Upon hearing it, people would be surprised to hear just how dark and troubled a significant part of Michael’s song catalog actually sounds when you really listen to it. After all, this was once a self-professed pop kid who basically had it all in the second half of the ’80s, as he competed for chart supremacy with the likes of music gods and goddesses like Madonna, Whitney, Michael and Prince – and on many occasions he won!
This was a man whose first big hit in America, Wham!’s “Wake Me Up Before You Go-Go,” prevented Prince’s third single from Purple Rain – the title track – from reaching #1 in 1984.
In 1988, when Michael Jackson’s landmark Bad album, the follow-up to Thriller, was knocking down #1 hits like they were beer bottles at a college frat party, it was George Michael who wound up being the top singles and album artist of the year. His album Faith and its many #1 hits denied MJ that honor (and denied Whitney Houston’s sophomore effort, too, for that matter).
In fact, George Michael actually had more #1 singles – eight – than each one of those superstar artists achieved between 1984 and 1989.
But everyone knows the big hits, songs like “Faith,” “Father Figure,” “Monkey” and “Careless Whisper,” among many others. Those songs paid the bills, made Michael famous and kept his label, Columbia Records (a subsidiary of Sony Music) happy.
The problem was, Michael wasn’t happy.
At least not based on the interviews he later gave or the lyrical content of songs filling those lesser known albums…the ones that weren’t as upbeat, as pop-friendly or which didn’t sell gobs and gobs of records.
There’s a major theme that runs through a lot of George Michael’s deep catalog. He seemed obsessed with the very notion of “freedom,” mostly his own, but even that of others with whom he was either acquainted or whom made good fictional song characters.
There are the obvious references to his own freedom in the two distinct big hits bearing that word as their title: Wham!’s “Freedom” from the 1984 album Make It Big, and Michael’s epic solo hit from the Listen Without Prejudice album, “Freedom 90!” The two songs bore a few similarities, namely both were huge top-10 singles, and both were upbeat and melodic with very catchy hooks – in other words perfect pop songs.
But they carried very different messages.
In Wham!’s “Freedom,” the protagonist didn’t want to be free from the affection of his love interest, despite her philandering ways.
In Michael’s “Freedom! 90,” it was just the opposite. He’s the one seeking freedom, not necessarily from any specific person or situation, but from the proverbial chains that bound him during his early career. And the lyrics seem to suggest the protagonist is on the verge of finally getting it. In the song, he speaks of being a ladies’ man as a youngster in the first verse, being an MTV-honed pop star in the second one, and then caps both verses with variations of the line: “but today the way I play the game has got to change, oh yeah. Now I’m gonna get myself happy.”
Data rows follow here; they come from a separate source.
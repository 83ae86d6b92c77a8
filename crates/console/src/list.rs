//! Entity list controller
//!
//! Holds the records of one entity kind together with the search and page
//! state of the view, and derives the filtered, paginated slice on demand.
//! The visible rows are always a pure function of
//! `(records, search, building filter, page, page size)`.

use std::ops::RangeInclusive;

use backoffice_core::{ConsoleError, ConsoleResult, EntityKind, Notice, Record, RecordApi, RecordId};
use serde_json::Value;

use crate::toggle::StatusOutcome;

/// Field rooms are narrowed by when a building filter is set
pub const BUILDING_FIELD: &str = "buildingId";

/// Most page-number buttons offered at once
pub const PAGE_BUTTONS: usize = 9;

// ============================================================================
// Loading
// ============================================================================

/// Fetch every record of `kind`
///
/// Split from [`ListController::apply_load`] so the UI can run the request
/// without holding the controller across an await point.
pub async fn fetch_records<A: RecordApi>(api: &A, kind: EntityKind) -> ConsoleResult<Vec<Record>> {
    tracing::debug!("Loading {} list", kind.resource());
    let result = api.list(kind).await;
    match &result {
        Ok(records) => tracing::debug!("Loaded {} {} record(s)", records.len(), kind.resource()),
        Err(e) => tracing::warn!("Failed to load {} list: {}", kind.resource(), e),
    }
    result
}

// ============================================================================
// List Controller
// ============================================================================

/// Search, filter and pagination state for one entity list view
#[derive(Debug, Clone, PartialEq)]
pub struct ListController {
    kind: EntityKind,
    records: Vec<Record>,
    search: String,
    building: Option<RecordId>,
    page: usize,
    page_size: usize,
}

impl ListController {
    /// Create an empty controller on page 1
    ///
    /// A page size of zero is treated as one.
    pub fn new(kind: EntityKind, page_size: usize) -> Self {
        Self {
            kind,
            records: Vec::new(),
            search: String::new(),
            building: None,
            page: 1,
            page_size: page_size.max(1),
        }
    }

    /// Seed the controller with records (used by tests and the CLI)
    pub fn with_records(mut self, records: Vec<Record>) -> Self {
        self.records = records;
        self
    }

    pub fn kind(&self) -> EntityKind {
        self.kind
    }

    pub fn records(&self) -> &[Record] {
        &self.records
    }

    pub fn search(&self) -> &str {
        &self.search
    }

    pub fn page(&self) -> usize {
        self.page
    }

    pub fn page_size(&self) -> usize {
        self.page_size
    }

    pub fn building_filter(&self) -> Option<RecordId> {
        self.building
    }

    /// Find a loaded record by id
    pub fn record(&self, id: RecordId) -> Option<&Record> {
        self.records.iter().find(|r| r.id() == Some(id))
    }

    /// Issue the list request and apply its result
    pub async fn load<A: RecordApi>(&mut self, api: &A) -> Option<Notice> {
        let result = fetch_records(api, self.kind).await;
        self.apply_load(result)
    }

    /// Replace the collection with a load result
    ///
    /// A failure empties the collection and returns the notice to surface.
    pub fn apply_load(&mut self, result: ConsoleResult<Vec<Record>>) -> Option<Notice> {
        match result {
            Ok(records) => {
                self.records = records;
                self.clamp_page();
                None
            }
            Err(e) => {
                self.records.clear();
                self.page = 1;
                Some(Notice::error(format!(
                    "Failed to load {}: {}",
                    self.kind.plural_name().to_lowercase(),
                    e.user_message()
                )))
            }
        }
    }

    /// Change the search string; always returns to page 1
    pub fn set_search(&mut self, query: impl Into<String>) {
        self.search = query.into();
        self.page = 1;
    }

    /// Narrow the list to one building (rooms only); returns to page 1
    pub fn set_building_filter(&mut self, building: Option<RecordId>) {
        self.building = building;
        self.page = 1;
    }

    /// Records matching the search string and building filter, in API order
    ///
    /// The query is used as typed: whitespace is part of the substring.
    pub fn filtered(&self) -> Vec<&Record> {
        let query = self.search.to_lowercase();
        let fields = self.kind.search_fields();

        self.records
            .iter()
            .filter(|r| self.in_building(r))
            .filter(|r| matches_query(r, fields, &query))
            .collect()
    }

    /// Number of records after filtering
    pub fn filtered_len(&self) -> usize {
        self.filtered().len()
    }

    /// `max(1, ceil(n / page_size))`
    pub fn total_pages(&self) -> usize {
        self.filtered_len().div_ceil(self.page_size).max(1)
    }

    /// Rows on the current page
    pub fn visible(&self) -> Vec<&Record> {
        self.page_slice(self.page)
    }

    /// Rows on page `page` (1-based); empty when out of range
    pub fn page_slice(&self, page: usize) -> Vec<&Record> {
        if page == 0 {
            return Vec::new();
        }
        self.filtered()
            .into_iter()
            .skip((page - 1) * self.page_size)
            .take(self.page_size)
            .collect()
    }

    /// Page-number buttons to render
    ///
    /// Every page when there are at most [`PAGE_BUTTONS`], otherwise a
    /// window of that many centred on the current page and clamped to the
    /// ends.
    pub fn page_numbers(&self) -> RangeInclusive<usize> {
        let total_pages = self.total_pages();
        if total_pages <= PAGE_BUTTONS {
            return 1..=total_pages;
        }
        let start = self
            .page
            .saturating_sub(PAGE_BUTTONS / 2)
            .clamp(1, total_pages - PAGE_BUTTONS + 1);
        start..=start + PAGE_BUTTONS - 1
    }

    pub fn can_prev(&self) -> bool {
        self.page > 1
    }

    pub fn can_next(&self) -> bool {
        self.page < self.total_pages()
    }

    /// Jump to a page in `[1, total_pages]`
    pub fn go_to(&mut self, page: usize) -> ConsoleResult<()> {
        let total_pages = self.total_pages();
        if page == 0 || page > total_pages {
            return Err(ConsoleError::PageOutOfRange { page, total_pages });
        }
        self.page = page;
        Ok(())
    }

    pub fn next_page(&mut self) -> ConsoleResult<()> {
        self.go_to(self.page + 1)
    }

    pub fn prev_page(&mut self) -> ConsoleResult<()> {
        self.go_to(self.page.saturating_sub(1))
    }

    /// Apply the outcome of a status change request
    ///
    /// Success flips the target's `isActive` flag; failure leaves the
    /// collection untouched. Either way a notice is returned.
    pub fn apply(&mut self, outcome: &StatusOutcome) -> Notice {
        crate::toggle::reduce(&mut self.records, outcome)
    }

    fn in_building(&self, record: &Record) -> bool {
        match self.building {
            None => true,
            Some(id) => record.get(BUILDING_FIELD).and_then(RecordId::from_value) == Some(id),
        }
    }

    fn clamp_page(&mut self) {
        self.page = self.page.clamp(1, self.total_pages());
    }
}

/// Case-insensitive substring match over the given fields
///
/// `query` must already be lowercased. Absent and non-string fields never
/// match; an empty query matches everything.
pub fn matches_query(record: &Record, fields: &[&str], query: &str) -> bool {
    if query.is_empty() {
        return true;
    }
    fields.iter().any(|field| match record.get(field) {
        Some(Value::String(s)) => s.to_lowercase().contains(query),
        _ => false,
    })
}

// ============================================================================
// Tests
// ============================================================================

#[cfg(test)]
mod tests {
    use super::*;
    use crate::fake::{Call, FakeApi};
    use pretty_assertions::assert_eq;
    use serde_json::json;
    use tokio_test::block_on;

    fn client(id: i64, name: &str, email: &str) -> Record {
        Record::new()
            .with("id", id)
            .with("name", name)
            .with("email", email)
            .with("isActive", true)
    }

    fn clients(n: i64) -> Vec<Record> {
        (1..=n)
            .map(|i| client(i, &format!("Client {}", i), &format!("c{}@example.com", i)))
            .collect()
    }

    fn ids(records: &[&Record]) -> Vec<i64> {
        records.iter().filter_map(|r| r.id()).map(|id| id.0).collect()
    }

    #[test]
    fn test_pages_reproduce_collection() {
        for n in [0, 1, 4, 5, 6, 10, 11, 23] {
            for page_size in [1, 3, 5, 7] {
                let list = ListController::new(EntityKind::Client, page_size)
                    .with_records(clients(n));

                let expected = ids(&list.filtered());
                let concatenated: Vec<i64> = (1..=list.total_pages())
                    .flat_map(|p| ids(&list.page_slice(p)))
                    .collect();

                assert_eq!(concatenated, expected, "n={} p={}", n, page_size);
            }
        }
    }

    #[test]
    fn test_total_pages_has_floor_of_one() {
        let list = ListController::new(EntityKind::Client, 5);
        assert_eq!(list.total_pages(), 1);
        assert!(list.visible().is_empty());
        assert!(!list.can_prev());
        assert!(!list.can_next());

        let list = ListController::new(EntityKind::Client, 5).with_records(clients(11));
        assert_eq!(list.total_pages(), 3);
    }

    #[test]
    fn test_page_numbers_window() {
        let mut list = ListController::new(EntityKind::Client, 1).with_records(clients(3));
        assert_eq!(list.page_numbers(), 1..=3);

        list = list.with_records(clients(20));
        assert_eq!(list.page_numbers(), 1..=9);
        assert!(!list.can_prev());

        list.go_to(10).unwrap();
        assert_eq!(list.page_numbers(), 6..=14);
        assert!(list.can_prev());
        assert!(list.can_next());

        list.go_to(20).unwrap();
        assert_eq!(list.page_numbers(), 12..=20);
        assert!(!list.can_next());
    }

    #[test]
    fn test_search_resets_page() {
        let mut list = ListController::new(EntityKind::Client, 5).with_records(clients(12));
        list.go_to(3).unwrap();
        assert_eq!(list.page(), 3);

        list.set_search("client");
        assert_eq!(list.page(), 1);

        list.go_to(2).unwrap();
        list.set_search("");
        assert_eq!(list.page(), 1);
    }

    #[test]
    fn test_search_is_case_insensitive_on_search_fields() {
        let list = ListController::new(EntityKind::Client, 5).with_records(vec![
            client(1, "Acme Hotels", "ops@acme.com"),
            client(2, "Blue Lagoon", "desk@lagoon.in"),
            client(3, "Coral Stay", "hello@ACME-partners.com"),
        ]);

        let mut list = list;
        list.set_search("ACME");
        assert_eq!(ids(&list.filtered()), vec![1, 3]);

        list.set_search("lagoon");
        assert_eq!(ids(&list.filtered()), vec![2]);
    }

    #[test]
    fn test_search_ignores_absent_and_non_string_fields() {
        let mut list = ListController::new(EntityKind::Client, 5).with_records(vec![
            Record::new().with("id", 1).with("name", json!(42)),
            Record::new().with("id", 2),
            client(3, "Forty Two Suites", "a@b.c"),
        ]);
        list.set_search("42");
        assert!(list.filtered().is_empty());

        list.set_search("forty");
        assert_eq!(ids(&list.filtered()), vec![3]);
    }

    #[test]
    fn test_whitespace_query_is_not_ignored() {
        let mut list = ListController::new(EntityKind::Client, 5).with_records(vec![
            client(1, "Acme Hotels", "ops@acme.com"),
            client(2, "Lagoon", "desk@lagoon.in"),
        ]);

        list.set_search(" ");
        assert_eq!(ids(&list.filtered()), vec![1]);

        list.set_search(" lagoon");
        assert!(list.filtered().is_empty());

        list.set_search("");
        assert_eq!(ids(&list.filtered()), vec![1, 2]);
    }

    #[test]
    fn test_search_nested_role_name() {
        let mut list = ListController::new(EntityKind::User, 5).with_records(vec![
            Record::new()
                .with("id", 1)
                .with("firstName", "Ravi")
                .with("role", json!({ "name": "Manager" })),
            Record::new()
                .with("id", 2)
                .with("firstName", "Meera")
                .with("role", json!({ "name": "Front Desk" })),
        ]);
        list.set_search("desk");
        assert_eq!(ids(&list.filtered()), vec![2]);
    }

    #[test]
    fn test_go_to_rejects_out_of_range() {
        let mut list = ListController::new(EntityKind::Client, 5).with_records(clients(7));
        assert!(matches!(
            list.go_to(0),
            Err(ConsoleError::PageOutOfRange { page: 0, total_pages: 2 })
        ));
        assert!(list.go_to(3).is_err());
        assert!(list.prev_page().is_err());

        list.next_page().unwrap();
        assert_eq!(list.page(), 2);
        assert!(!list.can_next());
        assert!(list.next_page().is_err());
        assert_eq!(ids(&list.visible()), vec![6, 7]);
    }

    #[test]
    fn test_building_filter() {
        let rooms = vec![
            Record::new().with("id", 1).with("name", "101").with("buildingId", 1),
            Record::new().with("id", 2).with("name", "102").with("buildingId", "2"),
            Record::new().with("id", 3).with("name", "201").with("buildingId", 2),
        ];
        let mut list = ListController::new(EntityKind::Room, 1).with_records(rooms);
        list.go_to(3).unwrap();

        list.set_building_filter(Some(RecordId(2)));
        assert_eq!(list.page(), 1);
        assert_eq!(ids(&list.filtered()), vec![2, 3]);

        list.set_search("20");
        assert_eq!(ids(&list.filtered()), vec![3]);
    }

    #[test]
    fn test_load_replaces_collection() {
        let api = FakeApi::new().with_records(EntityKind::Client, clients(3));
        let mut list = ListController::new(EntityKind::Client, 5).with_records(clients(9));

        let notice = block_on(list.load(&api));

        assert!(notice.is_none());
        assert_eq!(list.records().len(), 3);
        assert_eq!(api.calls(), vec![Call::List(EntityKind::Client)]);
    }

    #[test]
    fn test_load_failure_empties_collection() {
        let api = FakeApi::new().failing("list", ConsoleError::shape("missing records"));
        let mut list = ListController::new(EntityKind::BillingProfile, 5).with_records(clients(2));

        let notice = block_on(list.load(&api)).unwrap();

        assert!(notice.is_error());
        assert_eq!(
            notice.text,
            "Failed to load billing profiles: Received an unexpected response from the server."
        );
        assert!(list.records().is_empty());
        assert_eq!(list.total_pages(), 1);
    }

    #[test]
    fn test_reload_clamps_page() {
        let mut list = ListController::new(EntityKind::Client, 5).with_records(clients(12));
        list.go_to(3).unwrap();

        list.apply_load(Ok(clients(4)));
        assert_eq!(list.page(), 1);
    }
}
But Michael apparently wasn’t yet free or happy. According to various interviews he later gave, the British superstar had his first sexual experience with a man around the time of “Freedom! 90.” Up to that point, according to the superstar, Michael had only been with women, despite many rumors and beliefs to the contrary…and by his own account his earlier songs reflected heterosexual relationships.
However, by 1990, he’d surely become well aware of the stigma that comes with being a gay male in American society, especially a very high-profile one. And although he purportedly hadn’t yet acted on his sexual impulses at that time in his life, he certainly had to have had thoughts of them…and what they might do to his then-soaring music career.
So the career became the casualty.
He became a modern-day superstar recluse, shunning one of the vehicles that helped make him a superstar – the music video. He chose for years not to be the main star in his own video clips, skipping some altogether, including the uber-popular “Freedom! 90!” Instead, for that one, about a half-dozen supermodels in their twenties pranced and writhed around various settings with some lip-syncing Michael’s tune. Despite this marketing approach, “Freedom! 90” wound up being one of Michael’s signature tunes.
Still, this lack of self-promotion was seen as a lack of product-promotion by Sony, who in turn didn’t get behind the Listen Without Prejudice album as much as they had Faith, based on the artist’s account. The album, in turn, sold a fraction of what its blockbuster predecessor did.
Yet even with Michael at odds with his label, he still managed a handful of hits in America. The 1992 #1 duet with Elton John was a live cover of the tune “Don’t Let The Sun Go Down On Me” that John had made famous 18 years earlier. It was ironic, and perhaps not so coincidental, that Michael and John had collaborated on this tune, given that Sir Elton had already traveled George’s path, that of a gay rock star whose coming out would eventually jeopardize his career during its peak. Even the song itself was centered around “freedom,” or partial freedom, as the protagonist sang “I’d just allow a fragment of your life to wander free, but losing everything is like the sun going down on me.”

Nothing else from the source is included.